Information on the bombing that occurred July 1 in Kandahar, Afghanistan has exemplified the very definition of “conflicting.”
Perhaps by the time this editorial is printed and fears over terrorist attacks on July 4 have been alleviated, some solid investigation will have begun into what exactly happened between two Air Force bombers and a small Afghanistan village.
For whatever reason, U.S. aircraft attacked Kandahar during a wedding. Kandahar claims the aircraft attacked villagers after they fired weapons into the air as part of a traditional wedding celebration. The Pentagon claims the aircraft had been attacking a legitimate target but that an errant bomb may have struck the village. The U.S. Central Command claims that the bombers were engaging anti-aircraft artillery sites and joining ground forces that had come under fire. All three claims are reported in an Associated Press article in which the United States “defends” the Afghan village bombing.
More confusing still are the numbers of casualties in the attack. Most of the articles the Associated Press has written on the attack are claiming about 40 people were killed, while 70 were injured. According to CNN.com, the Afghan Defense Chief of Staff puts the death toll between 20 and 30. A nurse at the Kandahar hospital claims that 120 people were killed. The Afghan Islamic Press reported that at least 100 people, mainly women, were killed. Reuters reports that sources in the nearby Helmand and Kandahar provinces claim the level of dead is more than 300.
The most solid evidence we have of the attacks are the pictures – photos of mostly children, still dressed in party clothes, collapsed and wounded in rudimentary hospital beds. At least the claim that something terribly wrong happened in Kanadhar cannot be disputed.
It is only natural that the information we receive conflicts. Post Sept. 11 politics have severely soured relationships on both sides of the Atlantic. But what we cannot do is overlook – or worse, deny – this attack.
A similar incident of civilian casualties occurred on Jan. 21, but was dismissed by many as a “natural consequence” of being at war. Secretary of Defense Donald H. Rumsfeld cleared American soldiers of any wrongdoing, and denied the raid on Khas Uruzgan was a mistake.

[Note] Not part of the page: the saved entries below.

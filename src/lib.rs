//! Qianfan - client SDK for the Qianfan large language model platform
//!
//! Chat completions can be requested whole or streamed. A streamed answer is
//! exposed as a [`StreamIterator`], a pull-based cursor over the server-sent
//! event stream that decodes one chunk per frame and stops at the `[DONE]`
//! marker or the first failure.
//!
//! ## Key Features
//!
//! - **Streaming**: Lazy, single-pass iteration with sticky terminal states
//! - **Authentication**: Access-key request signing or legacy access tokens
//! - **Builders**: Fluent request construction with opaque extra parameters
//! - **Configuration**: TOML file with environment variable overrides

pub mod api;
pub mod auth;
pub mod builder;
pub mod config;

pub use api::{
    ApplicationError, ChatRequest, ChatResponse, Decoded, ErrorKind, FrameSource, HttpRequest,
    HttpTransport, Message, QianfanClient, QianfanError, Role, StreamIterator, StreamResponse,
    StreamState, TokenUsage, Tool, Transport, TransportError,
};
pub use auth::Credential;
pub use builder::{ChatCompletionBuilder, ExtraParameterBuilder};
pub use config::{Config, ConfigBuilder, ConfigError};
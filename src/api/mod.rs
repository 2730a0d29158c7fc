//! Qianfan API: models, transport seam, dispatch and streaming

mod client;
mod error;
mod http;
mod request;
mod response;
pub mod sse;
pub mod streaming;

pub use client::{QianfanClient, CHAT_ROUTE};
pub use error::{
    ApplicationError, ErrorKind, QianfanError, TransportError, TransportErrorKind,
    RETRYABLE_ERROR_CODES, TOKEN_INVALID_ERROR_CODES,
};
pub use http::HttpTransport;
pub use request::{
    ChatRequest, FunctionCall, FunctionDefinition, Message, Role, StreamOptions, Tool, ToolCall,
};
pub use response::{ChatResponse, Choice, Delta, StreamChoice, StreamResponse, TokenUsage};
pub use sse::decode_frame;
pub use streaming::{Decoded, FrameSource, StreamIterator, StreamState};

use async_trait::async_trait;
use reqwest::Method;
use serde_json::Value;
use std::collections::BTreeMap;

/// A fully-formed HTTP call, before or after credentials are applied
#[derive(Debug, Clone, PartialEq)]
pub struct HttpRequest {
    pub method: Method,
    pub url: String,
    pub query: Vec<(String, String)>,
    /// Header names are kept lowercase
    pub headers: BTreeMap<String, String>,
    pub body: Option<Value>,
}

impl HttpRequest {
    pub fn new(method: Method, url: impl Into<String>) -> Self {
        Self {
            method,
            url: url.into(),
            query: Vec::new(),
            headers: BTreeMap::new(),
            body: None,
        }
    }

    pub fn post_json(url: impl Into<String>, body: Value) -> Self {
        Self::new(Method::POST, url)
            .with_header("content-type", "application/json")
            .with_body(body)
    }

    pub fn with_query(mut self, key: impl Into<String>, value: impl Into<String>) -> Self {
        self.query.push((key.into(), value.into()));
        self
    }

    pub fn with_header(mut self, name: &str, value: impl Into<String>) -> Self {
        self.set_header(name, value);
        self
    }

    pub fn with_body(mut self, body: Value) -> Self {
        self.body = Some(body);
        self
    }

    pub fn set_header(&mut self, name: &str, value: impl Into<String>) {
        self.headers.insert(name.to_ascii_lowercase(), value.into());
    }

    pub fn header(&self, name: &str) -> Option<&str> {
        self.headers
            .get(&name.to_ascii_lowercase())
            .map(String::as_str)
    }
}

/// The HTTP layer the client dispatches through
#[async_trait]
pub trait Transport: Send + Sync {
    /// Send a request and decode the whole body as JSON.
    async fn send(&self, request: HttpRequest) -> Result<Value, QianfanError>;

    /// Send a request and hand back the open event stream.
    /// Fails before returning if the server rejects the call.
    async fn send_streaming(
        &self,
        request: HttpRequest,
    ) -> Result<Box<dyn FrameSource>, QianfanError>;
}
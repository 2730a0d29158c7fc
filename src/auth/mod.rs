//! Credential schemes and request authorization
//!
//! Two schemes are supported:
//! - [`Credential::ApiKey`]: the legacy key pair, exchanged for an access
//!   token that is cached and appended to each request's query
//! - [`Credential::AccessKey`]: IAM access key pair, every request is signed
//!   with `bce-auth-v1`

mod iam;
mod oauth;

pub use iam::{sign_request, SIGNATURE_EXPIRATION_SECS};
pub use oauth::{fetch_access_token, AccessToken, TOKEN_ROUTE};

use crate::api::{HttpRequest, QianfanError, Transport};
use chrono::Utc;
use serde::{Deserialize, Serialize};
use std::fmt;
use std::sync::atomic::{AtomicBool, Ordering};
use std::sync::Arc;
use std::time::Duration;
use tokio::sync::RwLock;
use tracing::info;

#[derive(Clone, PartialEq, Eq, Serialize, Deserialize)]
#[serde(tag = "scheme", rename_all = "snake_case")]
pub enum Credential {
    /// Legacy API key / secret key
    ApiKey { api_key: String, secret_key: String },
    /// IAM access key / secret key
    AccessKey {
        access_key: String,
        secret_key: String,
    },
}

impl Credential {
    pub fn scheme(&self) -> &'static str {
        match self {
            Credential::ApiKey { .. } => "api_key",
            Credential::AccessKey { .. } => "access_key",
        }
    }
}

impl fmt::Debug for Credential {
    fn fmt(&self, f: &mut fmt::Formatter<'_>) -> fmt::Result {
        match self {
            Credential::ApiKey { api_key, .. } => f
                .debug_struct("ApiKey")
                .field("api_key", api_key)
                .field("secret_key", &"***")
                .finish(),
            Credential::AccessKey { access_key, .. } => f
                .debug_struct("AccessKey")
                .field("access_key", access_key)
                .field("secret_key", &"***")
                .finish(),
        }
    }
}

/// Applies a credential to outgoing requests
pub struct Authenticator {
    credential: Credential,
    auth_base_url: String,
    refresh_margin: Duration,
    token: RwLock<Option<AccessToken>>,
    stale: TokenInvalidator,
}

/// Marks the cached access token unusable; the next request fetches a new one
#[derive(Debug, Clone, Default)]
pub struct TokenInvalidator(Arc<AtomicBool>);

impl TokenInvalidator {
    pub fn invalidate(&self) {
        self.0.store(true, Ordering::SeqCst);
    }

    /// Clear the mark, reporting whether it was set
    fn take(&self) -> bool {
        self.0.swap(false, Ordering::SeqCst)
    }

    fn is_set(&self) -> bool {
        self.0.load(Ordering::SeqCst)
    }
}

impl Authenticator {
    pub fn new(credential: Credential, auth_base_url: impl Into<String>) -> Self {
        Self {
            credential,
            auth_base_url: auth_base_url.into(),
            refresh_margin: Duration::from_secs(3600),
            token: RwLock::new(None),
            stale: TokenInvalidator::default(),
        }
    }

    /// Refresh a cached token this long before it expires
    pub fn with_refresh_margin(mut self, margin: Duration) -> Self {
        self.refresh_margin = margin;
        self
    }

    pub fn credential(&self) -> &Credential {
        &self.credential
    }

    pub fn scheme(&self) -> &'static str {
        self.credential.scheme()
    }

    /// Add whatever the credential scheme requires to `request`.
    ///
    /// The legacy scheme may call the token endpoint through `transport`.
    pub async fn authorize(
        &self,
        request: &mut HttpRequest,
        transport: &dyn Transport,
    ) -> Result<(), QianfanError> {
        match &self.credential {
            Credential::ApiKey {
                api_key,
                secret_key,
            } => {
                let token = self.access_token(api_key, secret_key, transport).await?;
                request
                    .query
                    .push(("access_token".to_string(), token));
                Ok(())
            }
            Credential::AccessKey {
                access_key,
                secret_key,
            } => sign_request(
                request,
                access_key,
                secret_key,
                Utc::now(),
                SIGNATURE_EXPIRATION_SECS,
            ),
        }
    }

    async fn access_token(
        &self,
        api_key: &str,
        secret_key: &str,
        transport: &dyn Transport,
    ) -> Result<String, QianfanError> {
        if !self.stale.is_set() {
            if let Some(token) = self.token.read().await.as_ref() {
                if token.is_fresh(self.refresh_margin) {
                    return Ok(token.token.clone());
                }
            }
        }

        let mut cached = self.token.write().await;
        if self.stale.take() {
            *cached = None;
        }
        // another caller may have refreshed while we waited for the lock
        if let Some(token) = cached.as_ref() {
            if token.is_fresh(self.refresh_margin) {
                return Ok(token.token.clone());
            }
        }

        let token = fetch_access_token(transport, &self.auth_base_url, api_key, secret_key).await?;
        info!(expires_in = ?token.expires_in(), "Refreshed access token");
        let value = token.token.clone();
        *cached = Some(token);
        Ok(value)
    }

    /// Drop the cached token so the next request fetches a new one
    pub fn invalidate(&self) {
        self.stale.invalidate();
    }

    /// Handle for code that sees a rejected token outside this struct
    pub fn invalidator(&self) -> TokenInvalidator {
        self.stale.clone()
    }
}
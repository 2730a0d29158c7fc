//! Fluent construction of chat completion requests
//!
//! The builder never holds a client. [`ChatCompletionBuilder::build`] returns a
//! plain [`ChatRequest`]; [`execute`](ChatCompletionBuilder::execute) and
//! [`execute_stream`](ChatCompletionBuilder::execute_stream) take the client
//! to send it with.

mod extra;

pub use extra::ExtraParameterBuilder;

use crate::api::{
    ChatRequest, ChatResponse, Message, QianfanClient, QianfanError, Role, StreamIterator,
    StreamOptions, StreamResponse, Tool,
};
use serde::Serialize;
use serde_json::{Map, Value};

#[derive(Debug, Clone, Default)]
pub struct ChatCompletionBuilder {
    model: Option<String>,
    endpoint: Option<String>,
    user_id: Option<String>,
    messages: Vec<Message>,
    temperature: Option<f32>,
    top_p: Option<f32>,
    penalty_score: Option<f32>,
    max_completion_tokens: Option<u32>,
    seed: Option<u64>,
    stop: Option<Vec<String>>,
    tools: Option<Vec<Tool>>,
    tool_choice: Option<Value>,
    include_usage: bool,
    extra: ExtraParameterBuilder,
}

impl ChatCompletionBuilder {
    pub fn new() -> Self {
        Self::default()
    }

    pub fn model(mut self, model: impl Into<String>) -> Self {
        self.model = Some(model.into());
        self
    }

    /// Route of a custom deployment, used instead of the model route
    pub fn endpoint(mut self, endpoint: impl Into<String>) -> Self {
        self.endpoint = Some(endpoint.into());
        self
    }

    pub fn user_id(mut self, user_id: impl Into<String>) -> Self {
        self.user_id = Some(user_id.into());
        self
    }

    pub fn add_message(mut self, role: Role, content: impl Into<String>) -> Self {
        self.messages.push(Message::new(role, content));
        self
    }

    pub fn add_user_message(self, content: impl Into<String>) -> Self {
        self.add_message(Role::User, content)
    }

    pub fn add_assistant_message(self, content: impl Into<String>) -> Self {
        self.add_message(Role::Assistant, content)
    }

    pub fn system(self, content: impl Into<String>) -> Self {
        self.add_message(Role::System, content)
    }

    pub fn message(mut self, message: Message) -> Self {
        self.messages.push(message);
        self
    }

    /// Replace the conversation
    pub fn messages(mut self, messages: Vec<Message>) -> Self {
        self.messages = messages;
        self
    }

    pub fn temperature(mut self, temperature: f32) -> Self {
        self.temperature = Some(temperature);
        self
    }

    pub fn top_p(mut self, top_p: f32) -> Self {
        self.top_p = Some(top_p);
        self
    }

    pub fn penalty_score(mut self, penalty_score: f32) -> Self {
        self.penalty_score = Some(penalty_score);
        self
    }

    pub fn max_completion_tokens(mut self, tokens: u32) -> Self {
        self.max_completion_tokens = Some(tokens);
        self
    }

    pub fn seed(mut self, seed: u64) -> Self {
        self.seed = Some(seed);
        self
    }

    pub fn stop(mut self, stop: Vec<String>) -> Self {
        self.stop = Some(stop);
        self
    }

    pub fn tools(mut self, tools: Vec<Tool>) -> Self {
        self.tools = Some(tools);
        self
    }

    pub fn tool_choice(mut self, choice: Value) -> Self {
        self.tool_choice = Some(choice);
        self
    }

    /// Ask for token usage on the last streamed chunk
    pub fn include_usage(mut self, include: bool) -> Self {
        self.include_usage = include;
        self
    }

    pub fn add_extra_parameter(mut self, key: impl Into<String>, value: impl Serialize) -> Self {
        self.extra = self.extra.add(key, value);
        self
    }

    /// Replace all extra parameters
    pub fn extra_parameters(mut self, extra: ExtraParameterBuilder) -> Self {
        self.extra = extra;
        self
    }

    /// Merge a mapping into the extra parameters
    pub fn extra_parameters_map(mut self, params: Map<String, Value>) -> Self {
        self.extra = self.extra.extend(params);
        self
    }

    /// Assemble the request without sending it
    pub fn build(self) -> Result<ChatRequest, QianfanError> {
        self.validate()?;
        let extra = self.extra.build()?;
        Ok(ChatRequest {
            model: self.model.unwrap_or_default(),
            endpoint: self.endpoint,
            messages: self.messages,
            user_id: self.user_id,
            stream: false,
            stream_options: self
                .include_usage
                .then_some(StreamOptions { include_usage: true }),
            temperature: self.temperature,
            top_p: self.top_p,
            penalty_score: self.penalty_score,
            max_completion_tokens: self.max_completion_tokens,
            seed: self.seed,
            stop: self.stop,
            tools: self.tools,
            tool_choice: self.tool_choice,
            extra,
        })
    }

    pub async fn execute(self, client: &QianfanClient) -> Result<ChatResponse, QianfanError> {
        let request = self.build()?;
        client.chat(&request).await
    }

    pub async fn execute_stream(
        self,
        client: &QianfanClient,
    ) -> Result<StreamIterator<StreamResponse>, QianfanError> {
        let mut request = self.build()?;
        request.stream = true;
        client.chat_stream(&request).await
    }

    fn validate(&self) -> Result<(), QianfanError> {
        if self.messages.is_empty() {
            return Err(QianfanError::validation("at least one message is required"));
        }
        if self.model.as_deref() == Some("") {
            return Err(QianfanError::validation("model must not be empty"));
        }
        if let Some(t) = self.temperature {
            if !(0.0..=2.0).contains(&t) {
                return Err(QianfanError::validation(format!(
                    "temperature {} outside [0, 2]",
                    t
                )));
            }
        }
        if let Some(p) = self.top_p {
            if !(0.0..=1.0).contains(&p) {
                return Err(QianfanError::validation(format!("top_p {} outside [0, 1]", p)));
            }
        }
        if let Some(score) = self.penalty_score {
            if !(1.0..=2.0).contains(&score) {
                return Err(QianfanError::validation(format!(
                    "penalty_score {} outside [1, 2]",
                    score
                )));
            }
        }
        if self.max_completion_tokens == Some(0) {
            return Err(QianfanError::validation("max_completion_tokens must be positive"));
        }
        Ok(())
    }
}
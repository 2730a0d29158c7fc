//! reqwest-backed transport

use super::sse::SseFrames;
use super::streaming::FrameSource;
use super::{HttpRequest, QianfanError, Transport, TransportError};
use crate::config::HttpSettings;
use async_trait::async_trait;
use futures_util::StreamExt;
use reqwest::{Client, RequestBuilder, Response};
use serde_json::Value;
use std::time::Duration;
use tracing::debug;

/// Transport over a shared `reqwest::Client`
pub struct HttpTransport {
    client: Client,
    request_timeout: Option<Duration>,
    stream_idle_timeout: Option<Duration>,
}

impl HttpTransport {
    pub fn new(settings: &HttpSettings) -> Result<Self, QianfanError> {
        let client = Client::builder()
            .user_agent(settings.user_agent.clone())
            .connect_timeout(Duration::from_secs(settings.connect_timeout_secs))
            .build()?;
        Ok(Self::with_client(client, settings))
    }

    pub fn with_client(client: Client, settings: &HttpSettings) -> Self {
        Self {
            client,
            request_timeout: non_zero_secs(settings.request_timeout_secs),
            stream_idle_timeout: non_zero_secs(settings.stream_idle_timeout_secs),
        }
    }

    fn build(&self, request: &HttpRequest) -> RequestBuilder {
        let mut builder = self
            .client
            .request(request.method.clone(), &request.url)
            .query(&request.query);
        for (name, value) in &request.headers {
            builder = builder.header(name.as_str(), value.as_str());
        }
        if let Some(body) = &request.body {
            builder = builder.json(body);
        }
        builder
    }

    /// Send and wait for the response head, bounded by the request timeout
    async fn dispatch(&self, builder: RequestBuilder) -> Result<Response, QianfanError> {
        let response = match self.request_timeout {
            Some(limit) => tokio::time::timeout(limit, builder.send())
                .await
                .map_err(|_| TransportError::timeout(format!("no response within {:?}", limit)))??,
            None => builder.send().await?,
        };

        let status = response.status();
        if status.is_success() {
            return Ok(response);
        }
        let error_text = response.text().await.unwrap_or_default();
        Err(TransportError::status(status.as_u16(), format!("{}: {}", status, error_text)).into())
    }
}

fn non_zero_secs(secs: u64) -> Option<Duration> {
    (secs > 0).then(|| Duration::from_secs(secs))
}

#[async_trait]
impl Transport for HttpTransport {
    async fn send(&self, request: HttpRequest) -> Result<Value, QianfanError> {
        debug!(method = %request.method, url = %request.url, "Sending request");
        let mut builder = self.build(&request);
        if let Some(limit) = self.request_timeout {
            builder = builder.timeout(limit);
        }
        let response = self.dispatch(builder).await?;
        let text = response.text().await?;
        Ok(serde_json::from_str(&text)?)
    }

    async fn send_streaming(
        &self,
        request: HttpRequest,
    ) -> Result<Box<dyn FrameSource>, QianfanError> {
        debug!(method = %request.method, url = %request.url, "Opening stream");
        let builder = self.build(&request).header("accept", "text/event-stream");
        let response = self.dispatch(builder).await?;

        let body = response.bytes_stream().map(|chunk| chunk.map(|bytes| bytes.to_vec()));
        let mut frames = SseFrames::<reqwest::Error>::new(Box::pin(body));
        if let Some(limit) = self.stream_idle_timeout {
            frames = frames.with_idle_timeout(limit);
        }
        Ok(Box::new(frames))
    }
}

The problem is that what we have declared “war” on is not a country, but rather a practice. Maybe civilian casualties in Afghanistan were more acceptable when were still concerned about the Taliban. But it is half a year later, and many Americans are growing tired of our single-minded determination to hunt down Osama bin Laden while overlooking the big picture.
The attack on Kandahar, however and why it happened, was singularly unacceptable. The United States needs to be prepared to step up, accept responsibility, and spend a little time and energy assessing the truth of what really happened.